Пророчество Платона едва не сбылось, когда пришла весть о гибели Диона. Все, кто видел, как Платон уходил, когда Спевсипп сказал ему о смерти Диона, подумали, не сознаваясь в том друг другу, что дни старого Учителя отныне сочтены. Упала на грудь его голова, опустились плечи, согнулась спина, и ноги едва слушались его. Несколько дней он не выходил из дому, не принимал пищу, и восковые дощечки, лежавшие перед ним, оставались нетронутыми.
На пятый день он позвал к себе племянника Спевсиппа и сказал:
— Ты знаешь, где хранится мое завещание. По этому завещанию ты назначаешься схолархом, а из имений я ничего тебе не оставляю, потому что есть люди беднее тебя: одно из них я оставлю родственникам, другим распорядись после моей смерти так, чтобы друзья мои могли получать вино и хлеб, как только захотят.
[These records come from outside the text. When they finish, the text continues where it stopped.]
//! Edge sets for the precedence and hierarchy axes.
//!
//! # Responsibility
//! - Name the four relations a todo participates in.
//! - Express full edge sets and add/remove deltas against them.
//!
//! # Invariants
//! - Edge lists keep insertion order and never hold duplicates.
//! - Every relation has exactly one inverse on the same axis.

use crate::model::todo::TodoId;
use serde::{Deserialize, Serialize};
use std::error::Error;
use std::fmt::{Display, Formatter};

/// One directed relation as seen from the owning todo.
#[derive(Debug, Clone, Copy, PartialEq, Eq, Hash, Serialize, Deserialize)]
#[serde(rename_all = "snake_case")]
pub enum Relation {
    /// Todos that must finish before the owner starts.
    Dependencies,
    /// Todos that start after the owner finishes.
    Dependents,
    /// Decomposition units of the owner.
    Children,
    /// The unit the owner decomposes (at most one).
    Parents,
}

impl Relation {
    pub const ALL: [Relation; 4] = [
        Relation::Dependencies,
        Relation::Dependents,
        Relation::Children,
        Relation::Parents,
    ];

    /// The same edge seen from the other endpoint.
    pub fn inverse(self) -> Self {
        match self {
            Self::Dependencies => Self::Dependents,
            Self::Dependents => Self::Dependencies,
            Self::Children => Self::Parents,
            Self::Parents => Self::Children,
        }
    }

    pub fn as_str(self) -> &'static str {
        match self {
            Self::Dependencies => "dependencies",
            Self::Dependents => "dependents",
            Self::Children => "children",
            Self::Parents => "parents",
        }
    }

    /// Singular role name used in messages, e.g. `dependency`.
    pub fn member_name(self) -> &'static str {
        match self {
            Self::Dependencies => "dependency",
            Self::Dependents => "dependent",
            Self::Children => "child",
            Self::Parents => "parent",
        }
    }
}

impl Display for Relation {
    fn fmt(&self, f: &mut Formatter<'_>) -> std::fmt::Result {
        f.write_str(self.as_str())
    }
}

/// Full edge sets of one todo.
#[derive(Debug, Clone, Default, PartialEq, Eq, Serialize, Deserialize)]
#[serde(default)]
pub struct TodoEdges {
    pub dependencies: Vec<TodoId>,
    pub dependents: Vec<TodoId>,
    pub children: Vec<TodoId>,
    pub parents: Vec<TodoId>,
}

impl TodoEdges {
    pub fn get(&self, relation: Relation) -> &[TodoId] {
        match relation {
            Relation::Dependencies => &self.dependencies,
            Relation::Dependents => &self.dependents,
            Relation::Children => &self.children,
            Relation::Parents => &self.parents,
        }
    }

    pub fn get_mut(&mut self, relation: Relation) -> &mut Vec<TodoId> {
        match relation {
            Relation::Dependencies => &mut self.dependencies,
            Relation::Dependents => &mut self.dependents,
            Relation::Children => &mut self.children,
            Relation::Parents => &mut self.parents,
        }
    }

    pub fn is_empty(&self) -> bool {
        Relation::ALL
            .iter()
            .all(|relation| self.get(*relation).is_empty())
    }

    /// Iterates `(relation, id)` pairs in relation then insertion order.
    pub fn iter(&self) -> impl Iterator<Item = (Relation, TodoId)> + '_ {
        Relation::ALL
            .into_iter()
            .flat_map(move |relation| self.get(relation).iter().map(move |id| (relation, *id)))
    }

    /// Builder-style helper for tests and callers assembling creation edges.
    pub fn with(mut self, relation: Relation, id: TodoId) -> Self {
        self.get_mut(relation).push(id);
        self
    }
}

/// Edge delta rejected against the current edge set.
#[derive(Debug, Clone, PartialEq, Eq)]
pub enum EdgeChangeError {
    /// The edge already exists or is added twice.
    Duplicate { relation: Relation, id: TodoId },
    /// A removal names an edge that does not exist.
    Missing { relation: Relation, id: TodoId },
}

impl Display for EdgeChangeError {
    fn fmt(&self, f: &mut Formatter<'_>) -> std::fmt::Result {
        match self {
            Self::Duplicate { relation, id } => {
                write!(f, "duplicate {} edge to {id}", relation.member_name())
            }
            Self::Missing { relation, id } => {
                write!(f, "no {} edge to {id} to remove", relation.member_name())
            }
        }
    }
}

impl Error for EdgeChangeError {}

/// Add and remove-by-id operations for one relation.
#[derive(Debug, Clone, Default, PartialEq, Eq, Serialize, Deserialize)]
#[serde(default)]
pub struct EdgeDelta {
    pub add: Vec<TodoId>,
    pub remove: Vec<TodoId>,
}

impl EdgeDelta {
    pub fn is_empty(&self) -> bool {
        self.add.is_empty() && self.remove.is_empty()
    }

    /// Computes the delta that turns `current` into exactly `target`.
    pub fn replace(current: &[TodoId], target: &[TodoId]) -> Self {
        let mut add = Vec::new();
        for id in target {
            if !current.contains(id) && !add.contains(id) {
                add.push(*id);
            }
        }
        let remove = current
            .iter()
            .filter(|id| !target.contains(id))
            .copied()
            .collect();
        Self { add, remove }
    }

    fn apply(&self, relation: Relation, current: &[TodoId]) -> Result<Vec<TodoId>, EdgeChangeError> {
        let mut next = current.to_vec();
        for id in &self.remove {
            let Some(position) = next.iter().position(|existing| existing == id) else {
                return Err(EdgeChangeError::Missing { relation, id: *id });
            };
            next.remove(position);
        }
        for id in &self.add {
            if next.contains(id) {
                return Err(EdgeChangeError::Duplicate { relation, id: *id });
            }
            next.push(*id);
        }
        Ok(next)
    }
}

/// Edge deltas for all four relations of one todo.
#[derive(Debug, Clone, Default, PartialEq, Eq, Serialize, Deserialize)]
#[serde(default)]
pub struct EdgeChanges {
    pub dependencies: EdgeDelta,
    pub dependents: EdgeDelta,
    pub children: EdgeDelta,
    pub parents: EdgeDelta,
}

impl EdgeChanges {
    pub fn get(&self, relation: Relation) -> &EdgeDelta {
        match relation {
            Relation::Dependencies => &self.dependencies,
            Relation::Dependents => &self.dependents,
            Relation::Children => &self.children,
            Relation::Parents => &self.parents,
        }
    }

    pub fn get_mut(&mut self, relation: Relation) -> &mut EdgeDelta {
        match relation {
            Relation::Dependencies => &mut self.dependencies,
            Relation::Dependents => &mut self.dependents,
            Relation::Children => &mut self.children,
            Relation::Parents => &mut self.parents,
        }
    }

    pub fn is_empty(&self) -> bool {
        Relation::ALL
            .iter()
            .all(|relation| self.get(*relation).is_empty())
    }

    pub fn add(mut self, relation: Relation, id: TodoId) -> Self {
        self.get_mut(relation).add.push(id);
        self
    }

    pub fn remove(mut self, relation: Relation, id: TodoId) -> Self {
        self.get_mut(relation).remove.push(id);
        self
    }

    /// Replaces one relation so that it ends up holding exactly `target`.
    pub fn replace(mut self, current: &TodoEdges, relation: Relation, target: &[TodoId]) -> Self {
        *self.get_mut(relation) = EdgeDelta::replace(current.get(relation), target);
        self
    }

    /// Returns the edge sets after applying every delta.
    ///
    /// Removals are applied before additions, so remove-then-add of the same
    /// id re-appends the edge at the end of the list.
    pub fn apply_to(&self, current: &TodoEdges) -> Result<TodoEdges, EdgeChangeError> {
        let mut next = TodoEdges::default();
        for relation in Relation::ALL {
            *next.get_mut(relation) = self.get(relation).apply(relation, current.get(relation))?;
        }
        Ok(next)
    }
}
Рабыню Артемиду отпусти на волю. И более у меня ничего нет, кроме некоторых безделушек, которые не многого стоят. Но вот что самое дорогое в моей Академии — это Аристотель. Тебе показалось, что он разрушает мое учение. Но он только улучшает его. Ты это помни, Спевсипп, и никогда больше не старайся вытеснить его из экседры… Обещай…
— Обещаю, — ответил Спевсипп.
— И пуще всего цени и охраняй дружбу. Ничто не объединяет в этом мире людей достойно, кроме дружбы, Спевсипп.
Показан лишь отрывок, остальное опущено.